● **What the task requires**: Whatever the records hold, copy it exactly and completely.

● **Source records**:

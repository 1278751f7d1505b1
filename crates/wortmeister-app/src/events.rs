use std::sync::Arc;

use kanal::{AsyncReceiver, AsyncSender};
use tokio_util::sync::CancellationToken;
use wortmeister_core::{LearnerStore, RequestSequence};
use wortmeister_types::AppEvent;

use crate::state::AppState;

pub mod analyze;
pub mod remove;
pub mod speak;

use analyze::{AnalysisOutcome, handle_analysis_outcome, spawn_analysis};
use remove::handle_removal;
use speak::spawn_speech;

/// App's main loop. Sole owner of history and score.
pub async fn event_loop(
    state: Arc<AppState>,
    mut store: LearnerStore,
    ui_to_app_rx: AsyncReceiver<AppEvent>,
    app_to_ui_tx: AsyncSender<AppEvent>,
    cancel: CancellationToken,
) -> anyhow::Result<()> {
    let (done_tx, done_rx) = kanal::bounded_async::<AnalysisOutcome>(16);
    let mut sequence = RequestSequence::new();

    send_snapshot(&store, &app_to_ui_tx).await?;

    tracing::debug!("[EVENT_LOOP] Starting main loop, waiting for events");
    loop {
        tokio::select! {
            _ = cancel.cancelled() => {
                tracing::debug!("[EVENT_LOOP] Cancelled");
                break;
            }
            event = ui_to_app_rx.recv() => {
                let Ok(event) = event else {
                    tracing::debug!("[EVENT_LOOP] UI channel closed");
                    break;
                };

                if matches!(event, AppEvent::Quit) {
                    cancel.cancel();
                    break;
                }

                handle_events(
                    &state,
                    &mut store,
                    &mut sequence,
                    &done_tx,
                    &app_to_ui_tx,
                    event,
                )
                .await?;
            }
            outcome = done_rx.recv() => {
                let outcome = outcome?;
                handle_analysis_outcome(&mut store, &sequence, outcome, &app_to_ui_tx).await?;
            }
        }
    }

    Ok(())
}

async fn handle_events(
    state: &Arc<AppState>,
    store: &mut LearnerStore,
    sequence: &mut RequestSequence,
    done_tx: &AsyncSender<AnalysisOutcome>,
    app_to_ui_tx: &AsyncSender<AppEvent>,
    event: AppEvent,
) -> anyhow::Result<()> {
    match event {
        AppEvent::Analyze { word, level } => {
            let seq = sequence.issue();
            tracing::info!("Analyzing '{}' at {} (request #{})", word, level, seq);

            spawn_analysis(state.clone(), seq, word, level, done_tx.clone());
        }
        AppEvent::Speak(text) => {
            tracing::info!("Speaking {} chars", text.chars().count());

            spawn_speech(state.clone(), text, app_to_ui_tx.clone());
        }
        AppEvent::RemoveWord(word) => {
            handle_removal(store, &word, app_to_ui_tx).await?;
        }
        AppEvent::Quit => {}
        AppEvent::Snapshot { .. }
        | AppEvent::AnalysisReady(_)
        | AppEvent::AnalysisFailed { .. }
        | AppEvent::SpeechFinished { .. } => {
            // UI-only events, ignore in backend
        }
    }

    Ok(())
}

/// Push the current history and score to the UI
pub async fn send_snapshot(
    store: &LearnerStore,
    app_to_ui_tx: &AsyncSender<AppEvent>,
) -> anyhow::Result<()> {
    app_to_ui_tx
        .send(AppEvent::Snapshot {
            history: store.history.get().to_vec(),
            xp: store.experience.get(),
        })
        .await?;
    Ok(())
}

● **Answer space**:
repository 1278751f7d1505b1
filename crates/wortmeister-app/src/events.rs
use std::sync::Arc;

use kanal::{AsyncReceiver, AsyncSender};
use tokio_util::sync::CancellationToken;
use wortmeister_core::{LearnerStore, RequestSequence};
use wortmeister_types::AppEvent;

use crate::state::AppState;

pub mod analyze;
pub mod remove;
pub mod speak;

use analyze::{AnalysisOutcome, handle_analysis_outcome, spawn_analysis};
use remove::handle_removal;
use speak::spawn_speech;

/// App's main loop. Sole owner of history and score.
pub async fn event_loop(
    state: Arc<AppState>,
    mut store: LearnerStore,
    ui_to_app_rx: AsyncReceiver<AppEvent>,
    app_to_ui_tx: AsyncSender<AppEvent>,
    cancel: CancellationToken,
) -> anyhow::Result<()> {
    let (done_tx, done_rx) = kanal::bounded_async::<AnalysisOutcome>(16);
    let mut sequence = RequestSequence::new();

    send_snapshot(&store, &app_to_ui_tx).await?;

    tracing::debug!("[EVENT_LOOP] Starting main loop, waiting for events");
    loop {
        tokio::select! {
            _ = cancel.cancelled() => {
                tracing::debug!("[EVENT_LOOP] Cancelled");
                break;
            }
            event = ui_to_app_rx.recv() => {
                let Ok(event) = event else {
                    tracing::debug!("[EVENT_LOOP] UI channel closed");
                    break;
                };

                if matches!(event, AppEvent::Quit) {
                    cancel.cancel();
                    break;
                }

                handle_events(
                    &state,
                    &mut store,
                    &mut sequence,
                    &done_tx,
                    &app_to_ui_tx,
                    event,
                )
                .await?;
            }
            outcome = done_rx.recv() => {
                let outcome = outcome?;
                handle_analysis_outcome(&mut store, &sequence, outcome, &app_to_ui_tx).await?;
            }
        }
    }

    Ok(())
}

async fn handle_events(
    state: &Arc<AppState>,
    store: &mut LearnerStore,
    sequence: &mut RequestSequence,
    done_tx: &AsyncSender<AnalysisOutcome>,
    app_to_ui_tx: &AsyncSender<AppEvent>,
    event: AppEvent,
) -> anyhow::Result<()> {
    match event {
        AppEvent::Analyze { word, level } => {
            let seq = sequence.issue();
            tracing::info!("Analyzing '{}' at {} (request #{})", word, level, seq);

            spawn_analysis(state.clone(), seq, word, level, done_tx.clone());
        }
        AppEvent::Speak(text) => {
            tracing::info!("Speaking {} chars", text.chars().count());

            spawn_speech(state.clone(), text, app_to_ui_tx.clone());
        }
        AppEvent::RemoveWord(word) => {
            handle_removal(store, &word, app_to_ui_tx).await?;
        }
        AppEvent::Quit => {}
        AppEvent::Snapshot { .. }
        | AppEvent::AnalysisReady(_)
        | AppEvent::AnalysisFailed { .. }
        | AppEvent::SpeechFinished { .. } => {
            // UI-only events, ignore in backend
        }
    }

    Ok(())
}

/// Push the current history and score to the UI
pub async fn send_snapshot(
    store: &LearnerStore,
    app_to_ui_tx: &AsyncSender<AppEvent>,
) -> anyhow::Result<()> {
    app_to_ui_tx
        .send(AppEvent::Snapshot {
            history: store.history.get().to_vec(),
            xp: store.experience.get(),
        })
        .await?;
    Ok(())
}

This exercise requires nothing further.